Saturday, August 20, 2005

Chickenhawks coming home to roost 

An interesting - and ongoing - survey by Rusty Shackleford of the Jawa Report to find out how many of the top bloggers on both left and right have had military service (prompted by the ever-continuing war of words between "chickenhawks" and "military-haters"). For the sake of disclosure: I have no military background myself.

The results, however unscientific, are not surprising - more right-wing bloggers have served than the left-wing ones. Not surprising, because both active and former military personnel tend to vote more right than left, whether it's the US, or Australia, or, I suspect, many other countries. As a side issue, I have a hunch that current and ex-military might be over-represented in the higher echelons of the blogosphere generally.

The whole debate that launched Rusty's research strikes me as slightly ridiculous. This feeling only grows stronger when I read Maureen Dowd say "The moral authority of parents who bury children killed in Iraq is absolute" - as if the only opinion on Iraq that matters is that of a grieving parents (and let's ignore the moral authority of all those parents who don't agree with Maureen or Cindy Sheehan) -– or Bob Herbert who writes that "If Mr. Bush's war in Iraq is worth dying for, then the children of the privileged should be doing some of the dying" - masterfully combining the class rhetoric with the generational rhetoric with the chickenhawk rhetoric (hat tip: Decision 08).

All that, in turn, reminds me of the classic tactic to shut down debate and delegitimize other voices and points of view - "you can't write women's history unless you are a woman", or substitute black, Hispanic, gay, or any other group or minority. You can't, because apparently "You don't know what it's like", "You're not authentic", "You don't have credibility." Ironically, the argument is never applied in reverse to those oppressed and marginalized minority members who choose to write about men, imperialists, or capitalist oppressors.

The "chickenhawk" argument is merely the latest variant, addressed variously to those directing the war as well as those supporting it - if you think that the war is so great, why don't you go and fight yourself and/or send your own children to fight?

But in real life, the left is not all too keen to see "put your money where your mouth is" become a universal principle that could be applied to all sorts of situations, and all sorts of people, including themselves. So ask yourself these questions:

a) how many proponents of higher taxes (particularly on "the rich") voluntarily give a greater share of their income to the government, to be spent on health, education or social services?

b) how many "environmentally conscious" people who bemoan the global warming actually drive electric cars and have a wind farm in their backyard?

c) how many white players or sympathizers of the elite "white guilt" industry, who think that America is a deeply racist society, actually uproot themselves from the Upper West Side and move into a minority neighborhood and send their children to a local school?
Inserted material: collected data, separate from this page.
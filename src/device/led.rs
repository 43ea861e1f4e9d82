//! ARGB LED controller driver (HID, 64-byte reports).
//!
//! The handshake PM byte picks the device style. Colors are given in
//! logical LED order; the driver remaps them to wire order, scales by
//! brightness and splits the packet into reports.

use crate::config::DriverConfig;
use crate::device::driver::{Connection, DeviceDriver, Opener};
use crate::device::hid_lcd::{HandshakeExchange, handshake_with_retries};
use crate::device::transport::{Sleeper, Transport};
use crate::error::{Result, TrccError};
use crate::protocol::led::{LedDeviceStyle, LedOutput, StyleLookup, build_led_packet, remap_led_colors};
use crate::protocol::{
    DriverState, HandshakeResult, LED_REPORT_SIZE, ProtocolKind, build_led_init,
    parse_led_response, split_reports,
};
use crate::utils::color::{ColorCache, TEMP_GRADIENT, color_for_value};

pub struct LedDriver {
    conn: Connection<dyn Transport>,
    sleeper: Box<dyn Sleeper>,
    config: DriverConfig,
    colors: ColorCache,
    output: LedOutput,
    state: DriverState,
    info: Option<HandshakeResult>,
}

impl LedDriver {
    pub fn new(
        opener: Opener<dyn Transport>,
        sleeper: Box<dyn Sleeper>,
        config: DriverConfig,
        colors: ColorCache,
    ) -> Self {
        Self {
            conn: Connection::new(opener),
            sleeper,
            config,
            colors,
            output: LedOutput::default(),
            state: DriverState::Closed,
            info: None,
        }
    }

    /// Style from the last handshake.
    pub fn style(&self) -> Option<&StyleLookup> {
        self.info.as_ref().and_then(|i| i.led_style.as_ref())
    }

    /// Layout used on the wire; unknown or not-yet-handshaken devices use the fallback.
    pub fn effective_style(&self) -> &'static LedDeviceStyle {
        self.style()
            .copied()
            .unwrap_or(StyleLookup::Unknown { pm: 0, sub: 0 })
            .effective_style()
    }

    pub fn led_count(&self) -> usize {
        self.effective_style().led_count
    }

    pub fn output(&self) -> &LedOutput {
        &self.output
    }

    pub fn set_output(&mut self, output: LedOutput) {
        self.output = output;
    }

    /// Brightness in percent, clamped to 100.
    pub fn set_brightness(&mut self, brightness: u8) {
        self.output.brightness = brightness.min(100);
    }

    pub fn set_global_on(&mut self, on: bool) {
        self.output.global_on = on;
    }

    fn ensure_handshaken(&mut self) -> Result<()> {
        if matches!(self.state, DriverState::Closed | DriverState::Open) {
            let result = self.handshake()?;
            if let Some(reason) = result.error {
                return Err(TrccError::HandshakeFailed(reason));
            }
        }
        Ok(())
    }

    fn write_packet(&mut self, packet: &[u8]) -> Result<()> {
        let timeout = self.config.hid_handshake_timeout();
        let transport = self.conn.get()?;
        for report in split_reports(packet, LED_REPORT_SIZE) {
            transport.write(&report, timeout)?;
        }
        self.sleeper.sleep(self.config.led_send_cooldown());
        Ok(())
    }

    /// Send one color per logical LED. Missing LEDs are black.
    pub fn send_colors(&mut self, colors: &[[u8; 3]]) -> Result<()> {
        self.ensure_handshaken()?;

        let style = self.effective_style();
        let mut logical = colors.to_vec();
        logical.resize(style.led_count, [0, 0, 0]);
        let wire = remap_led_colors(&logical, style.style_id);
        let packet = build_led_packet(&wire, &self.output);

        self.state = DriverState::Sending;
        match self.write_packet(&packet) {
            Ok(()) => {
                self.state = DriverState::Handshaken;
                Ok(())
            }
            Err(e) => {
                tracing::error!("LED send failed: {}", e);
                self.state = DriverState::Open;
                Err(e)
            }
        }
    }

    /// Fill every LED with one color.
    pub fn send_solid(&mut self, color: [u8; 3]) -> Result<()> {
        self.ensure_handshaken()?;
        let colors = vec![color; self.led_count()];
        self.send_colors(&colors)
    }

    /// One step of a rainbow animation, spread across the LEDs.
    pub fn send_rainbow(&mut self, phase: usize) -> Result<()> {
        self.ensure_handshaken()?;
        let count = self.led_count().max(1);
        let table = self.colors.rainbow_table();
        let step = table.len() / count;
        let colors: Vec<[u8; 3]> = (0..count)
            .map(|i| table[(phase + i * step) % table.len()])
            .collect();
        self.send_colors(&colors)
    }

    /// Color all LEDs from a sensor reading on the temperature gradient.
    pub fn send_temperature(&mut self, value: f32) -> Result<()> {
        self.send_solid(color_for_value(value, &TEMP_GRADIENT))
    }
}

impl DeviceDriver for LedDriver {
    fn protocol(&self) -> ProtocolKind {
        ProtocolKind::Led
    }

    fn state(&self) -> DriverState {
        self.state
    }

    fn handshake(&mut self) -> Result<HandshakeResult> {
        let init = build_led_init();
        let parse = |resp: &[u8]| parse_led_response(ProtocolKind::Led, resp);
        let exchange = HandshakeExchange {
            protocol: ProtocolKind::Led,
            init: &init,
            response_size: LED_REPORT_SIZE,
            parse: &parse,
        };

        let result = handshake_with_retries(&mut self.conn, &*self.sleeper, &self.config, &exchange);
        self.state = DriverState::Open;
        let result = result?;

        if let Some(style) = result.led_style.as_ref().filter(|_| result.is_ok()) {
            match style {
                StyleLookup::Known { .. } => tracing::info!("LED handshake OK: {}", style),
                StyleLookup::Unknown { .. } => tracing::warn!(
                    "LED handshake: {}, driving as style {}",
                    style,
                    style.effective_style().style_id
                ),
            }
            self.state = DriverState::Handshaken;
            self.info = Some(result.clone());
        }
        Ok(result)
    }

    /// `pixels` is packed RGB, one triple per logical LED.
    fn send_frame(&mut self, pixels: &[u8], _width: u32, _height: u32) -> Result<()> {
        let colors: Vec<[u8; 3]> = pixels
            .chunks_exact(3)
            .map(|c| [c[0], c[1], c[2]])
            .collect();
        self.send_colors(&colors)
    }

    fn close(&mut self) {
        self.conn.close_with(|t| t.close());
        self.state = DriverState::Closed;
        self.info = None;
    }

    fn handshake_info(&self) -> Option<&HandshakeResult> {
        self.info.as_ref()
    }
}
And so on - but you get the point.

Come to think of it, I wrote about this topic a long, long, time ago:
How about this radical idea: only people who have contributed to economy in productive ways (creating jobs, growing businesses, making inventions, etc.) have the right to credibly speak up on economic matters. As for the others, people who "made love, not jobs" - let's call them (to borrow from the stock-market jargon) the "bear-bulls".
In reality, of course, you don't have to be a woman to write about women's history, and you don't have to be a soldier to write about war, just like you don't have to volunteer for the wars you support, or volunteer more of your money for the big government. But this rhetoric, just like the poor, will always be with us.